NARROWING THE GENDER GAP

UNM Alumna Supports the Advancement of Women in the Pharmacy Profession

Joy Donelson was barely in her teens when she got her first job in a West Texas drug store. She much preferred working back where the pharmacy was, away from the bustle of the soda fountain, and continued there through high school. Already an independent thinker, Donelson resolved to become a pharmacist, a profession largely closed to women in the 1940s.

Back then, a passenger train could get you from Lubbock, Texas to Albuquerque in a day.
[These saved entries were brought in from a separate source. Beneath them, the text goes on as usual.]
//! Linux i2c-dev bus handles, through [`i2cdev`].
//!
//! See the kernel's [dev-interface] documentation for the underlying ioctls.
//!
//! [dev-interface]: https://www.kernel.org/doc/Documentation/i2c/dev-interface
use std::io::{self, ErrorKind};
use std::path::{Path, PathBuf};

use i2cdev::core::I2CDevice;
use i2cdev::linux::{LinuxI2CDevice, LinuxI2CError};
use tracing::debug;

use crate::{Address, BindError, Error, SmbusProbe};

mod lookup;

pub use lookup::BusSelector;

/// An open `/dev/i2c-N` character device.
///
/// The device is closed when this is dropped.
pub struct I2cBus {
    device: LinuxI2CDevice,
    path: PathBuf,
}

impl I2cBus {
    /// Open I2C bus number `bus`.
    ///
    /// `/dev/i2c/N` is tried first, then `/dev/i2c-N`.
    ///
    /// # Errors
    ///
    /// [`Error::DeviceNotFound`] if neither device node exists, or
    /// [`Error::Open`] if one exists but could not be opened (most often
    /// because of permissions).
    pub fn open(bus: u32) -> Result<Self, Error> {
        let candidates = [
            PathBuf::from(format!("/dev/i2c/{bus}")),
            PathBuf::from(format!("/dev/i2c-{bus}")),
        ];
        for path in candidates {
            match Self::open_path(&path) {
                Err(Error::Open { source, .. })
                    if matches!(source.kind(), ErrorKind::NotFound | ErrorKind::NotADirectory) =>
                {
                    debug!(path = %path.display(), "no such device node");
                }
                other => return other,
            }
        }
        Err(Error::DeviceNotFound { bus })
    }

    /// Open the i2c-dev device node at `path`.
    ///
    /// # Errors
    ///
    /// [`Error::Open`] if the file could not be opened for reading and
    /// writing, or is not an I2C adapter.
    pub fn open_path(path: impl AsRef<Path>) -> Result<Self, Error> {
        let path = path.as_ref();
        // i2cdev always binds an address on open. Nothing can claim the
        // general call address, and every probe rebinds before use.
        let device = LinuxI2CDevice::new(path, 0x00).map_err(|e| Error::Open {
            path: path.to_owned(),
            source: into_io_error(e),
        })?;
        debug!(path = %path.display(), "opened I2C bus");
        Ok(Self {
            device,
            path: path.to_owned(),
        })
    }

    /// Device node this bus was opened from.
    pub fn path(&self) -> &Path {
        &self.path
    }
}

impl std::fmt::Debug for I2cBus {
    fn fmt(&self, f: &mut std::fmt::Formatter<'_>) -> std::fmt::Result {
        f.debug_struct("I2cBus").field("path", &self.path).finish_non_exhaustive()
    }
}

/// SMBus quick write and read byte through i2c-dev.
///
/// Binding uses `I2C_SLAVE`, which fails with `EBUSY` when a kernel driver
/// has claimed the address.
impl SmbusProbe for I2cBus {
    type Error = LinuxI2CError;

    fn bind(&mut self, address: Address) -> Result<(), BindError<LinuxI2CError>> {
        self.device.set_slave_address(address.into()).map_err(bind_error)
    }

    fn quick_write(&mut self) -> Result<(), LinuxI2CError> {
        // The quick command's single bit is the R/W bit; false is write.
        self.device.smbus_write_quick(false)
    }

    fn read_byte(&mut self) -> Result<u8, LinuxI2CError> {
        self.device.smbus_read_byte()
    }
}

/// Sort a failed `I2C_SLAVE` into busy or anything else.
fn bind_error(e: LinuxI2CError) -> BindError<LinuxI2CError> {
    let busy = match &e {
        LinuxI2CError::Errno(errno) => {
            io::Error::from_raw_os_error(*errno).kind() == ErrorKind::ResourceBusy
        }
        LinuxI2CError::Io(io) => io.kind() == ErrorKind::ResourceBusy,
    };
    if busy {
        BindError::Busy
    } else {
        BindError::Config(e)
    }
}

fn into_io_error(e: LinuxI2CError) -> io::Error {
    match e {
        LinuxI2CError::Errno(errno) => io::Error::from_raw_os_error(errno),
        LinuxI2CError::Io(io) => io,
    }
}

#[cfg(test)]
mod test {
    use super::*;

    // Linux errno values.
    const EACCES: i32 = 13;
    const EBUSY: i32 = 16;
    const EINVAL: i32 = 22;
    const ENOTTY: i32 = 25;

    #[test]
    fn ebusy_is_busy() {
        assert!(matches!(
            bind_error(LinuxI2CError::Errno(EBUSY)),
            BindError::Busy
        ));
    }

    #[test]
    fn other_errnos_are_configuration_problems() {
        for errno in [EACCES, EINVAL, ENOTTY] {
            assert!(
                matches!(
                    bind_error(LinuxI2CError::Errno(errno)),
                    BindError::Config(LinuxI2CError::Errno(e)) if e == errno
                ),
                "errno {errno}"
            );
        }
        assert!(matches!(
            bind_error(LinuxI2CError::Io(io::Error::from(ErrorKind::PermissionDenied))),
            BindError::Config(LinuxI2CError::Io(_))
        ));
    }

    #[test]
    fn missing_bus_is_not_found() {
        // Minor numbers stop at 0xFFFFF, so this bus can never exist.
        assert!(matches!(
            I2cBus::open(0xFFFFF + 1),
            Err(Error::DeviceNotFound { bus: 0x100000 })
        ));
    }

    #[test]
    fn missing_path_keeps_the_path() {
        let path = Path::new("/nonexistent/dev/i2c-1");
        match I2cBus::open_path(path) {
            Err(Error::Open { path: p, source }) => {
                assert_eq!(p, path);
                assert_eq!(source.kind(), ErrorKind::NotFound);
            }
            other => panic!("unexpected {other:?}"),
        }
    }

    /// A regular file opens, but refuses the address ioctl.
    #[test]
    fn non_i2c_file_does_not_open() {
        let file = tempfile::NamedTempFile::new().unwrap();
        match I2cBus::open_path(file.path()) {
            Err(Error::Open { source, .. }) => {
                assert_eq!(source.raw_os_error(), Some(ENOTTY));
            }
            other => panic!("unexpected {other:?}"),
        }
    }

    /// Needs a real adapter on bus 1 and permission to open it.
    #[test]
    #[ignore]
    fn hardware_probe_bus_1() {
        let mut bus = I2cBus::open(1).unwrap();
        for address in Address::all() {
            let outcome = crate::probe(&mut bus, address).unwrap();
            println!("{address}: {outcome:?}");
        }
    }
}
In 1945, UNM opened its College of Pharmacy (COP); in 1951 its third graduating class included 20 male World War II veterans-and Joy Donelson.

"Going to college I always had two or three jobs," she recalled, "and one was always in a pharmacy." The only woman on the COP faculty became her mentor, and they remained close friends for 65 years. "I came out of a little rural high school," Donelson said. "I was a quick learner, but I didn't have physics, or any math beyond algebra, so she tutored me."

Donelson went on to work in Santa Fe, where customers included Georgia O'Keeffe among other artists and writers. When she and her husband later moved to Anchorage, Alaska, she opened four pharmacies staffed exclusively by women. Active in national organizations, Donelson sought to narrow the gender gap.

"There would be 2,000 men and five women at a meeting," she stated, "so around 1970 I started sponsoring the 'Good Old Girls' dinner at the American Pharmacy Association. We started with eight, pretty soon we had 125, and we began to nominate women for leadership positions."

Donelson's pioneering feminist spirit and career success led her to create philanthropic vehicles at the COP. The Joy H. Donelson Leadership Award for Women Students in Pharmacy recognizes exceptional accomplishments, like those of recent graduate Jessica Lewis-Gonzalez, a pharmacy resident at UNM Hospital. "Joy is a kind and inspiring woman," she said. "Joining a list of previous award recipients whom I respect tremendously makes me more confident in continuing to develop and refine my leadership skills."

COP Dean Donald Godwin has known Donelson for almost two decades. "Joy has incredible passion for promoting women in pharmacy," he said, "and a drive and determination to make this college better. Many of her Leadership Award winners now hold prominent positions in state and national organizations."

A future bequest will establish the Joy H. Donelson Endowment for the Circle of Joy, designed to ease financial burdens for fourth-year students serving their clinical rotation in residence.

Although Donelson is in her 80s, her sense of mission is still strong. "Women now make up more than 50 percent of the people in the profession," she said, smiling, "so there should be more than 50 percent in leadership roles, too."